[Problem details]: In the material below, find all lines with the string "orders" and copy them.

[Dataset excerpts]:
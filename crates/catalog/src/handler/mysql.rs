// Copyright (c) 2025 woxQAQ
//
// Licensed under the MIT License or Apache License 2.0
// See LICENSE files for details

use tracing::debug;

use super::{MetadataHandler, equal_ignore_null, has_rows};
use crate::error::CatalogResult;
use crate::r#trait::{MetadataSource, RowStream};
use crate::row::{CatalogRow, ColumnRow, PrimaryKeyRow, TableRow};

/// Handler for MySQL, where a database is reported as the catalog
///
/// The namespace is passed in catalog position and matched against the
/// row's catalog field. When a row has no schema the catalog stands in for it.
#[derive(Debug, Clone, Copy, Default)]
pub struct MySqlMetadataHandler;

impl MySqlMetadataHandler {
    pub fn new() -> Self {
        Self
    }
}

impl MetadataHandler for MySqlMetadataHandler {
    fn name(&self) -> &'static str {
        "mysql"
    }

    fn get_columns<'s>(
        &self,
        source: &'s dyn MetadataSource,
        schema: Option<&str>,
        table: &str,
    ) -> CatalogResult<RowStream<'s, ColumnRow>> {
        source.columns(schema, None, table, None)
    }

    fn matches(
        &self,
        row: &ColumnRow,
        schema: Option<&str>,
        table: Option<&str>,
        column: Option<&str>,
    ) -> bool {
        equal_ignore_null(schema, row.table_cat())
            && equal_ignore_null(table, Some(row.table_name()))
            && equal_ignore_null(column, Some(&row.column_name))
    }

    fn schema_name(&self, row: &dyn CatalogRow) -> Option<String> {
        match (row.table_schem(), row.table_cat()) {
            (Some(schema), _) => Some(schema.to_string()),
            (None, Some(catalog)) => {
                debug!(
                    "Using catalog '{}' as schema since the schema is not set",
                    catalog
                );
                Some(catalog.to_string())
            }
            (None, None) => None,
        }
    }

    fn table_exists(
        &self,
        source: &dyn MetadataSource,
        schema: Option<&str>,
        table: &str,
    ) -> CatalogResult<bool> {
        has_rows(source.tables(schema, None, table, None)?)
    }

    fn get_tables<'s>(
        &self,
        source: &'s dyn MetadataSource,
        schema: Option<&str>,
        table_types: &[String],
    ) -> CatalogResult<RowStream<'s, TableRow>> {
        source.tables(schema, None, "%", Some(table_types))
    }

    fn get_primary_keys<'s>(
        &self,
        source: &'s dyn MetadataSource,
        schema: Option<&str>,
        table: &str,
    ) -> CatalogResult<RowStream<'s, PrimaryKeyRow>> {
        source.primary_keys(schema, None, table)
    }
}

#[cfg(test)]
mod tests {
    use super::*;

    fn table_row(catalog: Option<&str>, schema: Option<&str>) -> TableRow {
        TableRow {
            table_cat: catalog.map(str::to_string),
            table_schem: schema.map(str::to_string),
            table_name: "orders".to_string(),
            table_type: "TABLE".to_string(),
        }
    }

    #[test]
    fn test_schema_name_falls_back_to_catalog() {
        let handler = MySqlMetadataHandler;
        assert_eq!(
            handler.schema_name(&table_row(Some("shop"), None)),
            Some("shop".to_string())
        );
        assert_eq!(
            handler.schema_name(&table_row(Some("shop"), Some("other"))),
            Some("other".to_string())
        );
        assert_eq!(handler.schema_name(&table_row(None, None)), None);
    }

    #[test]
    fn test_matches_against_catalog() {
        let handler = MySqlMetadataHandler;
        let row = ColumnRow {
            table_cat: Some("shop".to_string()),
            table_schem: None,
            table_name: "orders".to_string(),
            column_name: "id".to_string(),
            ..Default::default()
        };
        assert!(handler.matches(&row, Some("shop"), Some("orders"), None));
        assert!(!handler.matches(&row, Some("SHOP"), Some("orders"), None));
        assert!(!handler.matches(&row, Some("shop"), Some("order"), None));
    }
}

[Worked solution]:
            table_name: "orders".to_string(),
            table_name: "orders".to_string(),
        assert!(handler.matches(&row, Some("shop"), Some("orders"), None));
        assert!(!handler.matches(&row, Some("SHOP"), Some("orders"), None));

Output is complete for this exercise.